Required work >> Please find every line in the records below that contains the word "Library", and copy it.
* * * * *
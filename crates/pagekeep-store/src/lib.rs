// Pagekeep Store Library
//
// The layered page store pipeline. Every layer implements `PageStore` and
// decorates the next one: in-session cache, serialization, write-behind
// queue and a durable store on disk or in memory.

pub mod config;
pub mod page;
pub mod serializer;
pub mod store;

// Layers
pub mod asynchronous;
pub mod file;
pub mod in_session;
pub mod memory;
pub mod serializing;

pub mod pipeline;

pub use asynchronous::AsynchronousPageStore;
pub use config::StoreSettings;
pub use file::FilePageStore;
pub use in_session::InSessionPageStore;
pub use memory::MemoryPageStore;
pub use page::{PageContext, PageHandle, SerializedPage, StoredPage};
pub use pipeline::{PageStorePipeline, PipelineBuilder};
pub use serializer::{BincodeSerializer, PageSerializer};
pub use serializing::SerializingPageStore;
pub use store::PageStore;
// Pagekeep Manager Library
//
// Request-level coordination of the page lifecycle: resolving pages through
// the store pipeline, serializing access to a page across requests, and
// cleaning up after destroyed sessions.

pub mod config;
pub mod locks;
pub mod manager;
pub mod session;

pub use config::ManagerSettings;
pub use locks::PageAccessLocks;
pub use manager::{PageManager, RequestScope};
pub use session::{Session, SessionInvalidationListener};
* * * * *
Answer for this exercise >>
// Pagekeep Store Library
// Pagekeep Manager Library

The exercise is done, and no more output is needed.